A contrario, un producteur qui a une relation directe avec ses consommateurs a la possibilité de valoriser un travail de qualité et de le vendre à un prix juste qui n’est pas soumis à la grande chaîne des intermédiaires.

Comment ?

En favorisant les circuits courts de production et de distribution (fermes, petits producteurs locaux, sur les marchés notamment).
En adhérant à l’association Slowfood. Née en Italie à Bra en 1986 et essaimant depuis dans le monde, ce groupement défend et encourage l’achat local et de saison, la biodiversité, la spécificité des terroirs, le lien entre producteurs et consommateurs. Il prône aussi la lenteur, telle celle d’un bon repas dégusté ensemble. Les conviviums (groupes locaux) organisent notamment des ateliers d’éducation au goût, pour les adultes et les enfants.
En devenant « locavore ». Initié en 2004 en Californie, autour de la baie de San Francisco, ce mouvement réunit des personnes qui consomment autant que possible de la nourriture produite dans un rayon de 160 km (100 miles) autour de chez elles. Leur intention : préserver le terroir, la fraîcheur et le goût des aliments, le lien avec les saisons et les producteurs, et faire marcher l’économie locale. Et s’il faut acheter une denrée fabriquée « hors zone », privilégier le terroir : brie français ou parmesan italien sont donnés comme exemples.

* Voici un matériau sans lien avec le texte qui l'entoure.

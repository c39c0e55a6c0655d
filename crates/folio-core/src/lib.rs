//! Folio Core Library
//!
//! Renderer-agnostic document model and editing logic for the Folio
//! multi-page book editor.

pub mod book;
pub mod config;
pub mod editor;
pub mod events;
pub mod history;
pub mod input;
pub mod keymap;
pub mod navigation;
pub mod objects;
pub mod page;
pub mod pen;
pub mod session;
pub mod storage;
pub mod table_editor;
pub mod tools;
pub mod upload;

pub use book::{Book, BookSnapshot, SCHEMA_VERSION};
pub use config::EditorConfig;
pub use editor::Editor;
pub use events::{EditorEvent, Notice, NoticeLevel};
pub use history::History;
pub use input::{InputState, Modifiers, MouseButton, PointerEvent};
pub use keymap::{EditorAction, KeyCombo, Keymap};
pub use navigation::{Navigator, Spread};
pub use objects::{Object, ObjectId, ObjectKind, ObjectPatch};
pub use page::{Page, PageField, PageSide};
pub use pen::{PenEditor, PenMode, PenSettings};
pub use session::{EditSession, EditingKind, Session};
pub use storage::{Storage, StorageError, StorageResult};
pub use table_editor::{ContextMenu, TableAction};
pub use tools::{ToolKind, ToolSettings};
pub use upload::{EmbeddingUploader, ImageUploader, PendingImage, UploadError, UploadedImage};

RÉDUIRE LES TRANSPORTS ET MINIMISER LES CHANGEMENTS CLIMATIQUES

Pourquoi ?

Aux Etats-Unis, l'article alimentaire parcourt entre 2500 et 4000 kilomètres, soit 25 % de plus qu'en 1980. Au Royaume-Uni, en vingt ans, la longueur moyenne du voyage des produits alimentaires a augmenté de 50 %. Bref, c’est après environ 1500 kilomètres qu’un aliment arrive dans notre assiette.
Le transport de marchandises, par voie maritime, routière ou aérienne, provoque un grand nombre de nuisances environnementales (pollution, bruit, constructions d’infrastructures…) alors que de nombreux produits alimentaires de nécessité sont fabriqués en France, voire même tout près de chez soi.

Comment ?

On apprend à lire les étiquettes quand on fait ses courses (on regarde d’où ça vient). Est-ce bien nécessaire d’acheter des haricots verts cultivés au Kenya (ce qui est le cas souvent des conserves) ? des kiwis australiens quand on en produit dans le Sud de la France ? des pommes du Chili ?
On préfère les aliments frais à ceux en conserve ou surgelés : leur conditionnement spécifique est consommateur d’énergie.
On achète des fruits et des légumes de saison. Un fruit hors saison importé consomme pour son transport 10 à 20 fois plus de pétrole que le même fruit produit localement lorsque c’est la saison. Ainsi, 1 kg de fraises d'hiver peut nécessiter l'équivalent de 5 litres de gasoil pour arriver dans notre assiette ! Manger des fruits et légumes hors saison encourage les cultures sous serre, gourmandes en eau et en chauffage. Cela n’empêche pas de se régaler de bananes, de mangues et d’ananas lorsque c’est la saison, de café et de cacao aussi, toutes denrées à la production proprement exotique. Penser alors au commerce équitable : il garantit une rétribution plus juste des cultivateurs et il est attentif à la préservation de l’environnement.
On mange moins de viande de bœuf et de veau. Produire un kilo de boeuf engendre 50 à 100 fois plus d'émissions de gaz à effet de serre (GES) que de produire un kilo de blé. Les bêtes sont très gourmandes en végétaux et cette culture intensive est fortement émettrice de GES : fabrication et décomposition des engrais azotés, usage du tracteur notamment. De plus, la digestion des ruminants produit du méthane, 23 fois plus « réchauffant » que le CO2 (source : Jean-Marc Jancovici, www.manicore.com ). Et du coup, on achète sans culpabiliser des litchis de Madagascar !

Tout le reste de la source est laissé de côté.